[Saved data entries]

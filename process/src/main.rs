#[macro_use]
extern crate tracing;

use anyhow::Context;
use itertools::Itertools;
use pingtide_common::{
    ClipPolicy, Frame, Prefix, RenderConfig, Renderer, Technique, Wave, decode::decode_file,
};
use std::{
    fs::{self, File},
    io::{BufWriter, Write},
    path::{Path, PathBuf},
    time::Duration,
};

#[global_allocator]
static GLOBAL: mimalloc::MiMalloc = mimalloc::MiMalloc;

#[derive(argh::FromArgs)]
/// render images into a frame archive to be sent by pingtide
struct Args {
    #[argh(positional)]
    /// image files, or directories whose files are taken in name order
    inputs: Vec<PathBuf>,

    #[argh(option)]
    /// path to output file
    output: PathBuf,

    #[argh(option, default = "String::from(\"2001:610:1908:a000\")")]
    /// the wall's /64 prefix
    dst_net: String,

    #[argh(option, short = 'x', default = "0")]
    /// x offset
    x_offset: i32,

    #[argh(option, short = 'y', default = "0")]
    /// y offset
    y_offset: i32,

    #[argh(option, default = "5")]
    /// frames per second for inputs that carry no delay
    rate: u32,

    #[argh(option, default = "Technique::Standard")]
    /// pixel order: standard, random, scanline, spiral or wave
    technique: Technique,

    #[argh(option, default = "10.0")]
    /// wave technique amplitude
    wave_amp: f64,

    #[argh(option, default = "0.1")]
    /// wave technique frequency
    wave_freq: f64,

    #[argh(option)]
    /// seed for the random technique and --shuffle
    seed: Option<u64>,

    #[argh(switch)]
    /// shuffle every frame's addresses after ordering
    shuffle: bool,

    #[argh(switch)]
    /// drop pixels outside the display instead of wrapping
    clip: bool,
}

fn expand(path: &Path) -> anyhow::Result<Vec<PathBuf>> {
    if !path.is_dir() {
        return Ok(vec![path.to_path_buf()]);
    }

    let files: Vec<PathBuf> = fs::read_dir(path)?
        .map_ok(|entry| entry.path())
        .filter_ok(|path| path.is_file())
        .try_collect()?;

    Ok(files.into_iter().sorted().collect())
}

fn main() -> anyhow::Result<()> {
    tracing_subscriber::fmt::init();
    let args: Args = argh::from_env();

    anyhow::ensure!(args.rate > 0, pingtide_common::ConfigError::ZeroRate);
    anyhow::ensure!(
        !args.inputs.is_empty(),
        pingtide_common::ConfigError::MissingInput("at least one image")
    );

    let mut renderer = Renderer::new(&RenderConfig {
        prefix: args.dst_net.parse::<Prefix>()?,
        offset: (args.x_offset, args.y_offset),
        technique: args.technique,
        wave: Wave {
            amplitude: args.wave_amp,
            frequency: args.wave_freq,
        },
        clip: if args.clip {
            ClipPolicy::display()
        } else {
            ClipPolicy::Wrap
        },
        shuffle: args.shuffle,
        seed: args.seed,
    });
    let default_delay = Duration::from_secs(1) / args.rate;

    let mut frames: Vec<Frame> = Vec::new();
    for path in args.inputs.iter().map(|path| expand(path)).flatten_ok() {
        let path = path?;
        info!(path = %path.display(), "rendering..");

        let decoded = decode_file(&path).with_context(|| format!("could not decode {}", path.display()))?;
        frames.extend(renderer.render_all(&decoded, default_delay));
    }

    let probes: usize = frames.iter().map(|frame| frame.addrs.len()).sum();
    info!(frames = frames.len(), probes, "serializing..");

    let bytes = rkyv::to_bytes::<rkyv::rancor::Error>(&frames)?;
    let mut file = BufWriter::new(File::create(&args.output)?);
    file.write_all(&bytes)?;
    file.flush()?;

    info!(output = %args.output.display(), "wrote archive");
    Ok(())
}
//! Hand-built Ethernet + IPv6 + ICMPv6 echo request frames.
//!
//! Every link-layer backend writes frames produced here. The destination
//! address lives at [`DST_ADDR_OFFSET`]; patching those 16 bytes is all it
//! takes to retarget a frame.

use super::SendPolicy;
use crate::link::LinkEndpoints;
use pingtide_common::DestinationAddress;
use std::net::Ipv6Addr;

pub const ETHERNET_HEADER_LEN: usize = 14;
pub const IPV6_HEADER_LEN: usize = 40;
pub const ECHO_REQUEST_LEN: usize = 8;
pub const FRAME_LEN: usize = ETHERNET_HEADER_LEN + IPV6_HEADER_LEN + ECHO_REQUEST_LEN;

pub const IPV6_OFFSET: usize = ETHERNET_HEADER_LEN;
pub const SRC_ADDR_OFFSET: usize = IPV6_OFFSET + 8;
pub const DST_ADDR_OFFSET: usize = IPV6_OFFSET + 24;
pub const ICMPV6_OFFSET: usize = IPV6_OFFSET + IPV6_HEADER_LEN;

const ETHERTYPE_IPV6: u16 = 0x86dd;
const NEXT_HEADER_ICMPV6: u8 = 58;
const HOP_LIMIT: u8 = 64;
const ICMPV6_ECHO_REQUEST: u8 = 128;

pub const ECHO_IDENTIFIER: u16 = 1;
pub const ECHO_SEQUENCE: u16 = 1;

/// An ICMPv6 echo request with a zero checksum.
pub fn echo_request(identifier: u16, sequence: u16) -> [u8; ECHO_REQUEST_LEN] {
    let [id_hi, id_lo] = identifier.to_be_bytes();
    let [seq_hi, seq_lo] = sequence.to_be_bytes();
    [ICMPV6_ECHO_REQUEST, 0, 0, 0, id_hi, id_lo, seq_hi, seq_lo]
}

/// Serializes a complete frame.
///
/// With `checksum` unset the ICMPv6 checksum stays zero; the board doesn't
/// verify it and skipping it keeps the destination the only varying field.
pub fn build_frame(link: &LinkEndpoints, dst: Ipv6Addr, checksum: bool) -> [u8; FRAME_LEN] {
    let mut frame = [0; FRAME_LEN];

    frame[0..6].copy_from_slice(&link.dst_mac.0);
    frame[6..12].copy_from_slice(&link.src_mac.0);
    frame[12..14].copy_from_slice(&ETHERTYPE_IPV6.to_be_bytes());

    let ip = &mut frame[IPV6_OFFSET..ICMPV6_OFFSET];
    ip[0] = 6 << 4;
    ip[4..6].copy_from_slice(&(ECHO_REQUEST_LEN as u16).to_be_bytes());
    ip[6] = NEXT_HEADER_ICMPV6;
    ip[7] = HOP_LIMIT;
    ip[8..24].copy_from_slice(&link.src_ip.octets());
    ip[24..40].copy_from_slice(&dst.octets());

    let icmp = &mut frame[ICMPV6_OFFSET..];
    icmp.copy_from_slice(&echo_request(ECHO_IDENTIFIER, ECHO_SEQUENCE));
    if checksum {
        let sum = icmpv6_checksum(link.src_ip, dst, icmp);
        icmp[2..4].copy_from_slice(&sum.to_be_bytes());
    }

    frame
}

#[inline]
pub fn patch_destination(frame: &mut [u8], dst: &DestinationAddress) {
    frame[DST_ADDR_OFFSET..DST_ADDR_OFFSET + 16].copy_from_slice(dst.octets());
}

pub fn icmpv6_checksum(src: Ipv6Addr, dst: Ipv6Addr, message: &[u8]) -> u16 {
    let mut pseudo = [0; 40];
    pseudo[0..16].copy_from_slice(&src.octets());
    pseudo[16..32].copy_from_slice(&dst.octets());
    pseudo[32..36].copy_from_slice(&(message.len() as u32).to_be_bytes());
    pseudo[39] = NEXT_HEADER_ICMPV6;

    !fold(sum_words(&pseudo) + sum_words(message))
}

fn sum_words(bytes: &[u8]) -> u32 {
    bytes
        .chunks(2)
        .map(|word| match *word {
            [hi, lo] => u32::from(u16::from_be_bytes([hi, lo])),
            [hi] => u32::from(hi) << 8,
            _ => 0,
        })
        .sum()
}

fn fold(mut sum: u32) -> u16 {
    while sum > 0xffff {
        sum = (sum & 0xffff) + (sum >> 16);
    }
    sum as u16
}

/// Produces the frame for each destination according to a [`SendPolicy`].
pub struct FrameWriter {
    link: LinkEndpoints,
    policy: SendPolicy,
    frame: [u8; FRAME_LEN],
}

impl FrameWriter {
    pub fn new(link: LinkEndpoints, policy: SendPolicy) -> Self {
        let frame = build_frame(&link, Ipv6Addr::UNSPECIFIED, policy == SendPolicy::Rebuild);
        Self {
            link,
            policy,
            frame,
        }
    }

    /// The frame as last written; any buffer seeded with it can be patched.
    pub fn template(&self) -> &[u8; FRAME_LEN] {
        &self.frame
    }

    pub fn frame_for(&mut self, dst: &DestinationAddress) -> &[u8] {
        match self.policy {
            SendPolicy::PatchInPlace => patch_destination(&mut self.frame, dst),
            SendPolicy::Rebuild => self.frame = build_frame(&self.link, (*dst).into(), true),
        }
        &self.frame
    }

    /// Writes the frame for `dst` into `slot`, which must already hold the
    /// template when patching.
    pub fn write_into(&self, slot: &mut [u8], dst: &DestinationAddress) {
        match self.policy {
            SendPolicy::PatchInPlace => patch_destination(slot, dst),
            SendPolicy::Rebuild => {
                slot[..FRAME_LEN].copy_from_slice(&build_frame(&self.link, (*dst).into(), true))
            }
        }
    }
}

--

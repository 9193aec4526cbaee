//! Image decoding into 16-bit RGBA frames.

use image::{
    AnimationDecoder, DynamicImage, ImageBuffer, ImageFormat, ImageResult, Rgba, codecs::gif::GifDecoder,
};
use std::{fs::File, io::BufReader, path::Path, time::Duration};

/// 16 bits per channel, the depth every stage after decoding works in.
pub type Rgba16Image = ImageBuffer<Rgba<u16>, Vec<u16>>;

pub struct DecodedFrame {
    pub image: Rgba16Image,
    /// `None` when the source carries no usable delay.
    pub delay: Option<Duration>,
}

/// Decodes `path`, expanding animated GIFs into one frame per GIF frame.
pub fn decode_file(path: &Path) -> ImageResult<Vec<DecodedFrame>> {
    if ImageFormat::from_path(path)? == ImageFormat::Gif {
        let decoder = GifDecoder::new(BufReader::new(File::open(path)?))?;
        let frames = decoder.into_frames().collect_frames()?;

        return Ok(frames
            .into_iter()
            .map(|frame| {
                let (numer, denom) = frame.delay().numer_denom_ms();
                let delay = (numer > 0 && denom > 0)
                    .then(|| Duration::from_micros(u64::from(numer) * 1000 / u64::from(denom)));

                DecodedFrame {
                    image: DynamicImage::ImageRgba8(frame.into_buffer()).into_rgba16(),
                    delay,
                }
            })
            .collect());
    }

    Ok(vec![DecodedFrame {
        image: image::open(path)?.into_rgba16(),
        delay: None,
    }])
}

**Your objective**
Write out exactly the lines above from the line with "pub const IPV6_OFFSET: usize" through the line with "let ip = &mut", both of them included, and leave out all other lines.

**Solution to this exercise**
pub const IPV6_OFFSET: usize = ETHERNET_HEADER_LEN;
pub const SRC_ADDR_OFFSET: usize = IPV6_OFFSET + 8;
pub const DST_ADDR_OFFSET: usize = IPV6_OFFSET + 24;
pub const ICMPV6_OFFSET: usize = IPV6_OFFSET + IPV6_HEADER_LEN;

const ETHERTYPE_IPV6: u16 = 0x86dd;
const NEXT_HEADER_ICMPV6: u8 = 58;
const HOP_LIMIT: u8 = 64;
const ICMPV6_ECHO_REQUEST: u8 = 128;

pub const ECHO_IDENTIFIER: u16 = 1;
pub const ECHO_SEQUENCE: u16 = 1;

/// An ICMPv6 echo request with a zero checksum.
pub fn echo_request(identifier: u16, sequence: u16) -> [u8; ECHO_REQUEST_LEN] {
    let [id_hi, id_lo] = identifier.to_be_bytes();
    let [seq_hi, seq_lo] = sequence.to_be_bytes();
    [ICMPV6_ECHO_REQUEST, 0, 0, 0, id_hi, id_lo, seq_hi, seq_lo]
}

/// Serializes a complete frame.
///
/// With `checksum` unset the ICMPv6 checksum stays zero; the board doesn't
/// verify it and skipping it keeps the destination the only varying field.
pub fn build_frame(link: &LinkEndpoints, dst: Ipv6Addr, checksum: bool) -> [u8; FRAME_LEN] {
    let mut frame = [0; FRAME_LEN];

    frame[0..6].copy_from_slice(&link.dst_mac.0);
    frame[6..12].copy_from_slice(&link.src_mac.0);
    frame[12..14].copy_from_slice(&ETHERTYPE_IPV6.to_be_bytes());

    let ip = &mut frame[IPV6_OFFSET..ICMPV6_OFFSET];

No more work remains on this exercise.